A Carência de Espaços para Música Sinfônica no Rio
O Rio de Janeiro abriga diversas orquestras, sendo a mais antiga a Orquestra Sinfônica da UFRJ, fundada em 1924. Seguiram-se, ao longo dos anos, instituições como a Orquestra do Theatro Municipal (1931), a Sinfônica Brasileira (1940) e a Orquestra Petrobras Sinfônica (1987). Além dessas, várias orquestras jovens, vinculadas a projetos sociais e grupos independentes, enriquecem o panorama orquestral carioca.
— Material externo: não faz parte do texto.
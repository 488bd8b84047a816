//! The tail engine.
//!
//! One owned loop drives every run:
//!
//! ```text
//! INIT -> FETCH -> RENDER -> ADVANCE -+-> SLEEP -> FETCH ...
//!                                     +-> DONE   (single pass: --to given or keep-open off)
//! ```
//!
//! FETCH queries every target with `lower = watermark`, merges set results into one
//! chronological sequence and drops events at or below the watermark (the backend may
//! redeliver them). RENDER hands the rest to the sink, minus invocation lifecycle markers.
//! ADVANCE moves the watermark to the newest event fetched, markers included. A failed fetch
//! returns before ADVANCE, so the watermark only ever reflects rendered events.

pub mod merge;
pub mod shutdown;
pub mod watermark;

use crate::error::Result;
use crate::event::{LogEvent, LogSet, LogTarget};
use crate::fetcher::{EventFetcher, FetchWindow};
use crate::render::EventSink;
use crate::resolver::Resolution;
use futures::future::try_join_all;
use std::sync::Arc;
use std::time::Duration;

pub use merge::merge_batches;
pub use shutdown::{ShutdownHandle, ShutdownSignal};
pub use watermark::Watermark;

/// Pause between polls when keeping the tail open
pub const DEFAULT_POLL_INTERVAL: Duration = Duration::from_millis(1000);

/// Where the engine is in its loop
#[derive(Debug, Clone, Copy, PartialEq, Eq)]
pub enum EnginePhase {
    Init,
    Fetch,
    Render,
    Advance,
    Sleep,
    Done,
}

/// How a run ended when it did not fail
#[derive(Debug, Clone, Copy, PartialEq, Eq)]
pub enum TailOutcome {
    /// Single pass finished
    Completed,
    /// External cancellation while fetching or sleeping
    Interrupted,
}

/// Run parameters fixed at startup
#[derive(Debug, Clone)]
pub struct TailOptions {
    /// Backend-native filter syntax, passed through untouched
    pub filter_pattern: String,
    /// Initial watermark, epoch ms
    pub since: i64,
    /// Exclusive upper bound, epoch ms; forces a single pass
    pub until: Option<i64>,
    pub keep_open: bool,
    pub poll_interval: Duration,
    /// Events per backend page
    pub limit: i32,
}

impl TailOptions {
    pub fn new(since: i64) -> Self {
        Self {
            filter_pattern: String::new(),
            since,
            until: None,
            keep_open: true,
            poll_interval: DEFAULT_POLL_INTERVAL,
            limit: crate::backend::MAX_EVENTS_PER_PAGE,
        }
    }

    /// Bounded runs and runs without keep-open stop after one pass
    pub fn is_single_pass(&self) -> bool {
        self.until.is_some() || !self.keep_open
    }
}

/// Counters describing what a run did so far
#[derive(Debug, Default, Clone, Copy, PartialEq, Eq)]
pub struct TailStats {
    /// Completed FETCH -> RENDER -> ADVANCE cycles
    pub cycles: usize,
    /// Times the engine entered SLEEP
    pub sleeps: usize,
    /// Events handed to the sink
    pub rendered: usize,
    /// Lifecycle markers counted for the watermark but not drawn
    pub suppressed: usize,
}

enum Sources {
    Single(LogTarget),
    Set {
        log_set: LogSet,
        targets: Vec<Arc<LogTarget>>,
    },
}

/// Owns the watermark and the resolved targets for one run
pub struct TailEngine {
    fetcher: EventFetcher,
    sources: Sources,
    options: TailOptions,
    sink: Box<dyn EventSink>,
    watermark: Watermark,
    phase: EnginePhase,
    stats: TailStats,
}

impl TailEngine {
    pub fn new(
        fetcher: EventFetcher,
        resolution: Resolution,
        options: TailOptions,
        sink: Box<dyn EventSink>,
    ) -> Self {
        let sources = match resolution {
            Resolution::Single(target) => Sources::Single(target),
            Resolution::Set(log_set) => {
                let targets = log_set.targets.iter().cloned().map(Arc::new).collect();
                Sources::Set { log_set, targets }
            }
        };
        let watermark = Watermark::new(options.since);

        Self {
            fetcher,
            sources,
            options,
            sink,
            watermark,
            phase: EnginePhase::Init,
            stats: TailStats::default(),
        }
    }

    pub fn watermark(&self) -> Watermark {
        self.watermark
    }

    pub fn phase(&self) -> EnginePhase {
        self.phase
    }

    pub fn stats(&self) -> TailStats {
        self.stats
    }

    fn transition(&mut self, next: EnginePhase) {
        log::trace!("Engine phase {:?} -> {:?}", self.phase, next);
        self.phase = next;
    }

    fn log_set(&self) -> Option<&LogSet> {
        match &self.sources {
            Sources::Single(_) => None,
            Sources::Set { log_set, .. } => Some(log_set),
        }
    }

    /// FETCH for every target, merged in chronological order
    async fn fetch_all(&self) -> Result<Vec<LogEvent>> {
        let window = FetchWindow::new(self.watermark.get(), self.options.until);
        let pattern = self.options.filter_pattern.as_str();
        let limit = self.options.limit;

        match &self.sources {
            Sources::Single(target) => self.fetcher.fetch(target, pattern, window, limit).await,
            Sources::Set { targets, .. } => {
                let fetches = targets.iter().map(|target| async move {
                    let events = self.fetcher.fetch(target, pattern, window, limit).await?;
                    Ok::<_, crate::error::CwtailError>((Arc::clone(target), events))
                });
                let batches = try_join_all(fetches).await?;
                Ok(merge_batches(batches))
            }
        }
    }

    /// One FETCH -> RENDER -> ADVANCE cycle. Returns the number of events drawn.
    pub async fn poll_once(&mut self) -> Result<usize> {
        self.transition(EnginePhase::Fetch);
        let fetched = self.fetch_all().await?;
        let fetched_count = fetched.len();

        let watermark = self.watermark;
        let fresh: Vec<LogEvent> = fetched
            .into_iter()
            .filter(|event| watermark.admits(event.timestamp))
            .collect();

        self.transition(EnginePhase::Render);
        let (markers, visible): (Vec<LogEvent>, Vec<LogEvent>) = fresh
            .into_iter()
            .partition(LogEvent::is_lifecycle_marker);
        if !visible.is_empty() {
            self.sink.render(&visible)?;
        }

        self.transition(EnginePhase::Advance);
        let previous = self.watermark.get();
        // Suppressed markers advance the watermark as well
        let moved = self.watermark.advance_past(&visible) | self.watermark.advance_past(&markers);
        log::debug!(
            "Fetched {} events, {} new, {} markers",
            fetched_count,
            visible.len() + markers.len(),
            markers.len()
        );
        if moved {
            log::trace!("Watermark {} -> {}", previous, self.watermark.get());
        }

        self.stats.cycles += 1;
        self.stats.rendered += visible.len();
        self.stats.suppressed += markers.len();
        Ok(visible.len())
    }

    fn stop(&mut self, outcome: TailOutcome) -> Result<TailOutcome> {
        self.transition(EnginePhase::Done);
        self.sink.finish()?;
        log::debug!("Tail finished: {:?}, {:?}", outcome, self.stats);
        Ok(outcome)
    }

    /// Drive the loop until a single pass completes, `shutdown` fires, or a fetch fails
    pub async fn run(&mut self, shutdown: &mut ShutdownSignal) -> Result<TailOutcome> {
        let log_set = self.log_set().cloned();
        log::debug!(
            "Tailing from {} with {:?}, single pass: {}",
            self.watermark.get(),
            self.fetcher.strategy(),
            self.options.is_single_pass()
        );
        self.sink.begin(log_set.as_ref())?;

        loop {
            let cycle = tokio::select! {
                biased;
                _ = shutdown.wait() => None,
                result = self.poll_once() => Some(result),
            };
            match cycle {
                None => return self.stop(TailOutcome::Interrupted),
                Some(Err(e)) => {
                    if let Err(flush_err) = self.sink.finish() {
                        log::warn!("Failed to flush output after error: {}", flush_err);
                    }
                    return Err(e);
                }
                Some(Ok(_)) => {}
            }

            if self.options.is_single_pass() {
                return self.stop(TailOutcome::Completed);
            }

            self.transition(EnginePhase::Sleep);
            self.stats.sleeps += 1;
            tokio::select! {
                biased;
                _ = shutdown.wait() => return self.stop(TailOutcome::Interrupted),
                _ = tokio::time::sleep(self.options.poll_interval) => {}
            }
        }
    }
}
Em 2025, as orquestras da cidade apresentaram ao público mais de 300 concertos, mas a falta de uma sala de concertos adequada para a música sinfônica compromete gravemente a atuação desses grupos.
A única orquestra que conta com um espaço apropriado para suas atividades é a Orquestra do Theatro Municipal, que, em grande parte da temporada, utiliza o fosso do teatro. As demais orquestras dependem de espaços cedidos, precisando se adaptar às disponibilidades de agenda desses locais. O Municipal, com sua infraestrutura voltada para a ópera e o balé, poderia ampliar sua programação se as outras orquestras tivessem um espaço próprio.